Halka Sanat ve Kültür Araştırmaları Derneği de “beğeni” olgusu üzerine hazırladığımız bu söyleşi dizisini halka sanat/ galeri’de ağırlamayı kabul etti.
Üç ay boyunca üç oturumdan oluşan söyleşide “beğeni” olgusunun teknik, semantik, psikolojik, ekonomik ve politik yönleri üzerine katılımcılar ile konuştuk.
 
Eğitim ve formasyonumuz, ekipmanımız, genetik yapımız, fiziksel kapasitemiz ve tüm bunların niteliği/niceliği beğenimizi nasıl etkileyebilir? Teknolojik gelişmeler ve paradigma değişimleri ile beğenilerimiz de evrim geçirir mi? Takdir ve beğeni arasındaki ilişki nedir?
Evrensel arketipler, sembol ve anlam arayışımız, kişilik özelliklerimiz ve ruh halimiz beğenimizi nasıl etkileyebilir? Deneyimlerimiz, anılarımız ve dünyaya bakış açımızdaki değişimler ile beğenilerimiz de evrim geçirir mi? Sevgi ve beğeni arasındaki ilişki nedir?
Ülkelerin bir çağdaki dinamikleri, toplumsal seçimler ve zamanın ruhu, sosyallik ve uyum, maddi yeterlilik ve doyum beğenimizi nasıl etkileyebilir? Farklı zümrelere ve durumlara zorunlu/gönüllü uyum sağlayınca beğenilerimiz de evrim geçirir mi? Değer ve beğeni arasındaki ilişki nedir?
Yaratıcının ve izleyicinin beğenilerine yönelik bakış açılarını, nedensellikler ile çok boyutlu araştırdık. Sanat tarihinden ve günümüzden örnekler ile inceledik. Beğeninin göreceliliğini birlikte sorguladık.
 
Tüm konuşmaların düzenlenmiş metnini beğeninize sunuyoruz. Keyifli okumalar.
 
söyleşi mekânı:
halka sanat/ galeri
 
Caferağa Mh. Bademaltı Sk. No:24 Moda Kadıköy söyleşi tarihleri:
beğeninin teknik yönü: 22.04.2018
 
beğeninin semantik ve psikolojik yönü: 20.05.2018 beğeninin ekonomik ve politik yönü: 23.06.2018
halka sanat/ galeri ekibi:
İpek Çankaya, Bahar Güneş ve Yavuztan İnam
 
yazıya geçirme, düzenleme ve tasarım:
Tolgay Keskin
 
Filtre Platform
Filtre Platform; sanat, zanaat ve tasarım ile ilgili konularda araştırmayı, fikir geliştirmeyi ve yaratmayı sağlayan davetkâr ve sosyal bir etkinlik platformudur. Çeşitli ortaklıklar ile kentin çeşitli mekânlarında atölyeler, konuşmalar ve geziler düzenler. Hazine avcısı gibi keşfetmeye önem veren Filtre Platform, süreçlerin, etkinliklerin ve ürünlerin özgün, alternatif ve yaratıcı olmasına odaklanır.

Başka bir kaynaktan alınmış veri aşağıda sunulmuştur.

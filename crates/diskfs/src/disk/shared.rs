// SPDX-FileCopyrightText: 2025 Caspar Water Company
//
// SPDX-License-Identifier: Apache-2.0

use super::{Disk, RealDisk};
use crate::change::{ChangeSink, ReplicaLink, UpdateAction, Visibility};
use crate::error::Result;
use crate::metadata::FileMetadata;
use std::path::{Path, PathBuf};
use std::rc::Rc;

/// A [`RealDisk`] that publishes every successful mutation.
///
/// Used on the host for volumes other participants mirror in memory.
#[derive(Debug)]
pub struct SharedRealDisk {
    inner: RealDisk,
    link: ReplicaLink,
}

impl SharedRealDisk {
    pub fn new(
        name: impl Into<String>,
        base: impl Into<PathBuf>,
        visibility: Visibility,
        sink: Rc<dyn ChangeSink>,
    ) -> Result<Self> {
        let name = name.into();
        let inner = RealDisk::new(name.clone(), base, true)?;
        Ok(Self {
            inner,
            link: ReplicaLink::new(name, visibility, sink),
        })
    }

    #[must_use]
    pub fn base(&self) -> &Path {
        self.inner.base()
    }

    #[must_use]
    pub fn link(&self) -> &ReplicaLink {
        &self.link
    }

    fn perform(&self, path: &str, action: &UpdateAction, publish: bool) -> Result<()> {
        match action {
            UpdateAction::Write(data) => self.inner.write_binary(path, data)?,
            UpdateAction::MakeDir => self.inner.make_dir(path)?,
            UpdateAction::Delete => self.inner.delete(path)?,
        }
        if publish {
            self.link.emit(path, action.clone());
        }
        Ok(())
    }
}

impl Disk for SharedRealDisk {
    fn name(&self) -> &str {
        self.inner.name()
    }

    fn list(&self, path: &str) -> Option<Vec<String>> {
        self.inner.list(path)
    }

    fn stat(&self, path: &str) -> Option<FileMetadata> {
        self.inner.stat(path)
    }

    fn read_binary(&self, path: &str) -> Option<Vec<u8>> {
        self.inner.read_binary(path)
    }

    fn write_binary(&self, path: &str, data: &[u8]) -> Result<()> {
        self.perform(path, &UpdateAction::Write(data.to_vec()), true)
    }

    fn make_dir(&self, path: &str) -> Result<()> {
        self.perform(path, &UpdateAction::MakeDir, true)
    }

    fn delete(&self, path: &str) -> Result<()> {
        self.perform(path, &UpdateAction::Delete, true)
    }

    fn is_writeable(&self) -> bool {
        self.inner.is_writeable()
    }

    fn apply_update(&self, path: &str, action: &UpdateAction) -> Result<()> {
        self.perform(path, action, false)
    }

    fn native_path(&self, path: &str) -> Option<PathBuf> {
        self.inner.native_path(path)
    }
}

Filtre; malzemeleri, algıyı ve bakış açılarını dönüştürmeye yarayan bir araçtır. Filtre Platform da aynı şekilde dönüştürücü ve ilham doludur. Sanat/Tasarım profesyonelleri ve öğrencileri ile sanat, zanaat ve tasarıma meraklı olan herkesi keşfetmeye, yaratmaya, dönüşmeye ve dönüştürmeye davet eder.
 
Halka Sanat ve Kültür Araştırmaları Derneği
Her türlü sanat faaliyetinin, bağımsız sanat girişimlerinin ve gençlerin sanat alanlarında etkinliklerinin arttırılmasına yönelik çalışmalar yapmak, bunların paylaşımı, desteklenmesi, çağdaş sanat ve kültürün yaygınlaşması, gündelik yaşam ile buluşturulması ve çeşitli sosyal ve ekonomik kesimden insanların sanata erişimlerinin arttırılması amacıyla 2014 yılında İstanbul'da kurulmuştur.
halka sanat projesi'nin vizyonu doğrultusunda, Halka Sanat ve Kültür Araştırmaları Derneği, kültürü geniş anlamıyla ele alır. O yüzden, sanat faaliyetleriyle sınırlı kalmamak üzere yaşanabilir sosyal çevre, permakültür, ekoloji ve sürdürülebilirlik alanlarında araştırma, eğitim ve yaygınlaştırıcı diğer faaliyetler yolu ile bu alanların uygulaması, bilinirliğinin attırılmasına ve yaygınlaştırılmasına katkı sağlamak derneğin kuruluş amaçları arasındadır. Dernek merkezi İstanbul, Moda'da bulunan halka sanat/ galeri'dir; şubesi yoktur.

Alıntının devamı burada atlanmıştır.